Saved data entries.
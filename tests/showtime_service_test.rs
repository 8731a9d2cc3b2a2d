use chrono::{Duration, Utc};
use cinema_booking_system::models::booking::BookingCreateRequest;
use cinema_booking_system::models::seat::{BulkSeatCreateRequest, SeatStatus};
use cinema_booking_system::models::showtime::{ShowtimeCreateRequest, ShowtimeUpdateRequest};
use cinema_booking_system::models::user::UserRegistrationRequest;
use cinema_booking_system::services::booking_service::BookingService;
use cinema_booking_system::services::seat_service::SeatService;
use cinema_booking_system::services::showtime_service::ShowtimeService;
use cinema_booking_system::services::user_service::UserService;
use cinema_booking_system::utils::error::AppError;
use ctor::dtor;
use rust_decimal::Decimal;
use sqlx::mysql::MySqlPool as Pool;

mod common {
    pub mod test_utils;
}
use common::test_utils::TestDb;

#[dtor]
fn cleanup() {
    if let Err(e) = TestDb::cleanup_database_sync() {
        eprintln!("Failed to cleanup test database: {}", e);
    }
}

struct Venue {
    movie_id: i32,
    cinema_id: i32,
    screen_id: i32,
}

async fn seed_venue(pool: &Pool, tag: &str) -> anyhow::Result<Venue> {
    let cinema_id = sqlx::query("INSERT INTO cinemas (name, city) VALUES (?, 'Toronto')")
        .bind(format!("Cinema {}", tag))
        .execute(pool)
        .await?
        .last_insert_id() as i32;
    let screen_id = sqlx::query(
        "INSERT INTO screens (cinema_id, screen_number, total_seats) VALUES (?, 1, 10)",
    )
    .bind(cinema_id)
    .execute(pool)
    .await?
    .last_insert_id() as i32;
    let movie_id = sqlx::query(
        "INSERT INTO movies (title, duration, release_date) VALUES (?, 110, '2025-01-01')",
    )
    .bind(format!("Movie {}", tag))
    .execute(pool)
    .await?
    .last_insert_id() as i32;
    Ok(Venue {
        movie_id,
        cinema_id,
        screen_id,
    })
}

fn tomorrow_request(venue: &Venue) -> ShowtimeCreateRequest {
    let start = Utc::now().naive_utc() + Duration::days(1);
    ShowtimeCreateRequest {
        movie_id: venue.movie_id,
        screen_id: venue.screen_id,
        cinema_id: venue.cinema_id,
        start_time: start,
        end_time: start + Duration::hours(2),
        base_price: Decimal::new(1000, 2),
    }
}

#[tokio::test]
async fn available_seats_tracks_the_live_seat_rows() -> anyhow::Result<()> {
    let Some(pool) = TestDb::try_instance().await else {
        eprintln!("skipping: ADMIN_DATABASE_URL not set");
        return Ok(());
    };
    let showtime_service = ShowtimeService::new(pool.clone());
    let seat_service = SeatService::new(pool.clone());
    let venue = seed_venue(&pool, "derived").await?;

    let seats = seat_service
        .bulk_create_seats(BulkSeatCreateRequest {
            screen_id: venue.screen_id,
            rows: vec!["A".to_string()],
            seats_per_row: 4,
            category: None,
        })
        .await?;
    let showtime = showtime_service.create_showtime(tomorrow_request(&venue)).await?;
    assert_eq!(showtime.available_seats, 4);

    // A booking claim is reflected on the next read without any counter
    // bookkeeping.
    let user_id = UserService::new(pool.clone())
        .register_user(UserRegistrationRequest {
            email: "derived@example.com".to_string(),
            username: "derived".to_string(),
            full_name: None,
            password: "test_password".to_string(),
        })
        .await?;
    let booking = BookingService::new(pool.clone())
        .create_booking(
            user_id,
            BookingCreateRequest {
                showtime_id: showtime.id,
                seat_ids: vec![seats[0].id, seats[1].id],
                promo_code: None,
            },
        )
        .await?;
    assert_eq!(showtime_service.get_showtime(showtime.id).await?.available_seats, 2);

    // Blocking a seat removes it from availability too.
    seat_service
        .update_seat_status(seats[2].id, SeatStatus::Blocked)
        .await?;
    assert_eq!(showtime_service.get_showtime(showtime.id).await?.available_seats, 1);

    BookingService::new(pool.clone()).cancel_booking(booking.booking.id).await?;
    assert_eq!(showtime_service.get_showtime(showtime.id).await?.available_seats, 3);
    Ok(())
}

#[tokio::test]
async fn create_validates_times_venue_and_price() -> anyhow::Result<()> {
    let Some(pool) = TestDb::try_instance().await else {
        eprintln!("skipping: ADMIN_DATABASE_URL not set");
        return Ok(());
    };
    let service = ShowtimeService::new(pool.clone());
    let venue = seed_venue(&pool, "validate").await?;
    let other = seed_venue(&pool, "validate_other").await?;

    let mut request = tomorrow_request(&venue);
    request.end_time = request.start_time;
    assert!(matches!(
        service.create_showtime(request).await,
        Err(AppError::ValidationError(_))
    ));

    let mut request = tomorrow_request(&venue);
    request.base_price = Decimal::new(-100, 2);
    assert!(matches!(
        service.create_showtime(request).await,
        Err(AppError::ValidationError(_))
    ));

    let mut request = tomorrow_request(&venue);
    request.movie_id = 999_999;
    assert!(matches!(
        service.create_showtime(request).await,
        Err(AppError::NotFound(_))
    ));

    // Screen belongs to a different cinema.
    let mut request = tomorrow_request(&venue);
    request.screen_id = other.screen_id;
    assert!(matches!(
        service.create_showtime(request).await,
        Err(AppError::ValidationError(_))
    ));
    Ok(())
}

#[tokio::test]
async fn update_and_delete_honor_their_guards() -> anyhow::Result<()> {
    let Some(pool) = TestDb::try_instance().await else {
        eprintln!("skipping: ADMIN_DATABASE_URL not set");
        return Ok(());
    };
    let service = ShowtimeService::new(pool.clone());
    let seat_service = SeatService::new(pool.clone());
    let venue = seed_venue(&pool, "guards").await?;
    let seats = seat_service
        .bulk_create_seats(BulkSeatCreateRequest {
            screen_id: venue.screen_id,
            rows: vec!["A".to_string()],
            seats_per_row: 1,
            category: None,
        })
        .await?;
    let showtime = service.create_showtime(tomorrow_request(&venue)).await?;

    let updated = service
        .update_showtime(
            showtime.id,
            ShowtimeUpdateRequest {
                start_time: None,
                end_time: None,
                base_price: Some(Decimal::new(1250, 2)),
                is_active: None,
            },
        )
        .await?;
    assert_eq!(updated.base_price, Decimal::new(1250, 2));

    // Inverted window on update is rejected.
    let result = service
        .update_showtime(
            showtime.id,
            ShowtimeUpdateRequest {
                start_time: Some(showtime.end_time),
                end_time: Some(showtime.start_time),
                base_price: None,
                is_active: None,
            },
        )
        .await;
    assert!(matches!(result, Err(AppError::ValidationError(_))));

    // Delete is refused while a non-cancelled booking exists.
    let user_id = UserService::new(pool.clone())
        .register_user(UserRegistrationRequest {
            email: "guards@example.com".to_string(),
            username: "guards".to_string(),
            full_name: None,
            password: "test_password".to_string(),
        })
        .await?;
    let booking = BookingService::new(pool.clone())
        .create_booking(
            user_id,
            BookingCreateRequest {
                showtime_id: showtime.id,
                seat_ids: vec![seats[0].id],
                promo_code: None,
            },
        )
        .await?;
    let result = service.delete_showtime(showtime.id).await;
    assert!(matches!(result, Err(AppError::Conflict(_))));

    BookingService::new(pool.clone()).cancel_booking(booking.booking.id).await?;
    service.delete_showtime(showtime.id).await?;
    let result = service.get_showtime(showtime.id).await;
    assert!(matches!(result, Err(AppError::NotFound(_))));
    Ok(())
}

Work task.
When you copy the data, keep every line word for word.

Expected answer.
filename tests/showtime_service_test.rs
repository 8731a9d2cc3b2a2d
use chrono::{Duration, Utc};
use cinema_booking_system::models::booking::BookingCreateRequest;
use cinema_booking_system::models::seat::{BulkSeatCreateRequest, SeatStatus};
use cinema_booking_system::models::showtime::{ShowtimeCreateRequest, ShowtimeUpdateRequest};
use cinema_booking_system::models::user::UserRegistrationRequest;
use cinema_booking_system::services::booking_service::BookingService;
use cinema_booking_system::services::seat_service::SeatService;
use cinema_booking_system::services::showtime_service::ShowtimeService;
use cinema_booking_system::services::user_service::UserService;
use cinema_booking_system::utils::error::AppError;
use ctor::dtor;
use rust_decimal::Decimal;
use sqlx::mysql::MySqlPool as Pool;

mod common {
    pub mod test_utils;
}
use common::test_utils::TestDb;

#[dtor]
fn cleanup() {
    if let Err(e) = TestDb::cleanup_database_sync() {
        eprintln!("Failed to cleanup test database: {}", e);
    }
}

struct Venue {
    movie_id: i32,
    cinema_id: i32,
    screen_id: i32,
}

async fn seed_venue(pool: &Pool, tag: &str) -> anyhow::Result<Venue> {
    let cinema_id = sqlx::query("INSERT INTO cinemas (name, city) VALUES (?, 'Toronto')")
        .bind(format!("Cinema {}", tag))
        .execute(pool)
        .await?
        .last_insert_id() as i32;
    let screen_id = sqlx::query(
        "INSERT INTO screens (cinema_id, screen_number, total_seats) VALUES (?, 1, 10)",
    )
    .bind(cinema_id)
    .execute(pool)
    .await?
    .last_insert_id() as i32;
    let movie_id = sqlx::query(
        "INSERT INTO movies (title, duration, release_date) VALUES (?, 110, '2025-01-01')",
    )
    .bind(format!("Movie {}", tag))
    .execute(pool)
    .await?
    .last_insert_id() as i32;
    Ok(Venue {
        movie_id,
        cinema_id,
        screen_id,
    })
}

fn tomorrow_request(venue: &Venue) -> ShowtimeCreateRequest {
    let start = Utc::now().naive_utc() + Duration::days(1);
    ShowtimeCreateRequest {
        movie_id: venue.movie_id,
        screen_id: venue.screen_id,
        cinema_id: venue.cinema_id,
        start_time: start,
        end_time: start + Duration::hours(2),
        base_price: Decimal::new(1000, 2),
    }
}

#[tokio::test]
async fn available_seats_tracks_the_live_seat_rows() -> anyhow::Result<()> {
    let Some(pool) = TestDb::try_instance().await else {
        eprintln!("skipping: ADMIN_DATABASE_URL not set");
        return Ok(());
    };
    let showtime_service = ShowtimeService::new(pool.clone());
    let seat_service = SeatService::new(pool.clone());
    let venue = seed_venue(&pool, "derived").await?;

    let seats = seat_service
        .bulk_create_seats(BulkSeatCreateRequest {
            screen_id: venue.screen_id,
            rows: vec!["A".to_string()],
            seats_per_row: 4,
            category: None,
        })
        .await?;
    let showtime = showtime_service.create_showtime(tomorrow_request(&venue)).await?;
    assert_eq!(showtime.available_seats, 4);

    // A booking claim is reflected on the next read without any counter
    // bookkeeping.
    let user_id = UserService::new(pool.clone())
        .register_user(UserRegistrationRequest {
            email: "derived@example.com".to_string(),
            username: "derived".to_string(),
            full_name: None,
            password: "test_password".to_string(),
        })
        .await?;
    let booking = BookingService::new(pool.clone())
        .create_booking(
            user_id,
            BookingCreateRequest {
                showtime_id: showtime.id,
                seat_ids: vec![seats[0].id, seats[1].id],
                promo_code: None,
            },
        )
        .await?;
    assert_eq!(showtime_service.get_showtime(showtime.id).await?.available_seats, 2);

    // Blocking a seat removes it from availability too.
    seat_service
        .update_seat_status(seats[2].id, SeatStatus::Blocked)
        .await?;
    assert_eq!(showtime_service.get_showtime(showtime.id).await?.available_seats, 1);

    BookingService::new(pool.clone()).cancel_booking(booking.booking.id).await?;
    assert_eq!(showtime_service.get_showtime(showtime.id).await?.available_seats, 3);
    Ok(())
}

#[tokio::test]
async fn create_validates_times_venue_and_price() -> anyhow::Result<()> {
    let Some(pool) = TestDb::try_instance().await else {
        eprintln!("skipping: ADMIN_DATABASE_URL not set");
        return Ok(());
    };
    let service = ShowtimeService::new(pool.clone());
    let venue = seed_venue(&pool, "validate").await?;
    let other = seed_venue(&pool, "validate_other").await?;

    let mut request = tomorrow_request(&venue);
    request.end_time = request.start_time;
    assert!(matches!(
        service.create_showtime(request).await,
        Err(AppError::ValidationError(_))
    ));

    let mut request = tomorrow_request(&venue);
    request.base_price = Decimal::new(-100, 2);
    assert!(matches!(
        service.create_showtime(request).await,
        Err(AppError::ValidationError(_))
    ));

    let mut request = tomorrow_request(&venue);
    request.movie_id = 999_999;
    assert!(matches!(
        service.create_showtime(request).await,
        Err(AppError::NotFound(_))
    ));

    // Screen belongs to a different cinema.
    let mut request = tomorrow_request(&venue);
    request.screen_id = other.screen_id;
    assert!(matches!(
        service.create_showtime(request).await,
        Err(AppError::ValidationError(_))
    ));
    Ok(())
}

#[tokio::test]
async fn update_and_delete_honor_their_guards() -> anyhow::Result<()> {
    let Some(pool) = TestDb::try_instance().await else {
        eprintln!("skipping: ADMIN_DATABASE_URL not set");
        return Ok(());
    };
    let service = ShowtimeService::new(pool.clone());
    let seat_service = SeatService::new(pool.clone());
    let venue = seed_venue(&pool, "guards").await?;
    let seats = seat_service
        .bulk_create_seats(BulkSeatCreateRequest {
            screen_id: venue.screen_id,
            rows: vec!["A".to_string()],
            seats_per_row: 1,
            category: None,
        })
        .await?;
    let showtime = service.create_showtime(tomorrow_request(&venue)).await?;

    let updated = service
        .update_showtime(
            showtime.id,
            ShowtimeUpdateRequest {
                start_time: None,
                end_time: None,
                base_price: Some(Decimal::new(1250, 2)),
                is_active: None,
            },
        )
        .await?;
    assert_eq!(updated.base_price, Decimal::new(1250, 2));

    // Inverted window on update is rejected.
    let result = service
        .update_showtime(
            showtime.id,
            ShowtimeUpdateRequest {
                start_time: Some(showtime.end_time),
                end_time: Some(showtime.start_time),
                base_price: None,
                is_active: None,
            },
        )
        .await;
    assert!(matches!(result, Err(AppError::ValidationError(_))));

    // Delete is refused while a non-cancelled booking exists.
    let user_id = UserService::new(pool.clone())
        .register_user(UserRegistrationRequest {
            email: "guards@example.com".to_string(),
            username: "guards".to_string(),
            full_name: None,
            password: "test_password".to_string(),
        })
        .await?;
    let booking = BookingService::new(pool.clone())
        .create_booking(
            user_id,
            BookingCreateRequest {
                showtime_id: showtime.id,
                seat_ids: vec![seats[0].id],
                promo_code: None,
            },
        )
        .await?;
    let result = service.delete_showtime(showtime.id).await;
    assert!(matches!(result, Err(AppError::Conflict(_))));

    BookingService::new(pool.clone()).cancel_booking(booking.booking.id).await?;
    service.delete_showtime(showtime.id).await?;
    let result = service.get_showtime(showtime.id).await;
    assert!(matches!(result, Err(AppError::NotFound(_))));
    Ok(())
}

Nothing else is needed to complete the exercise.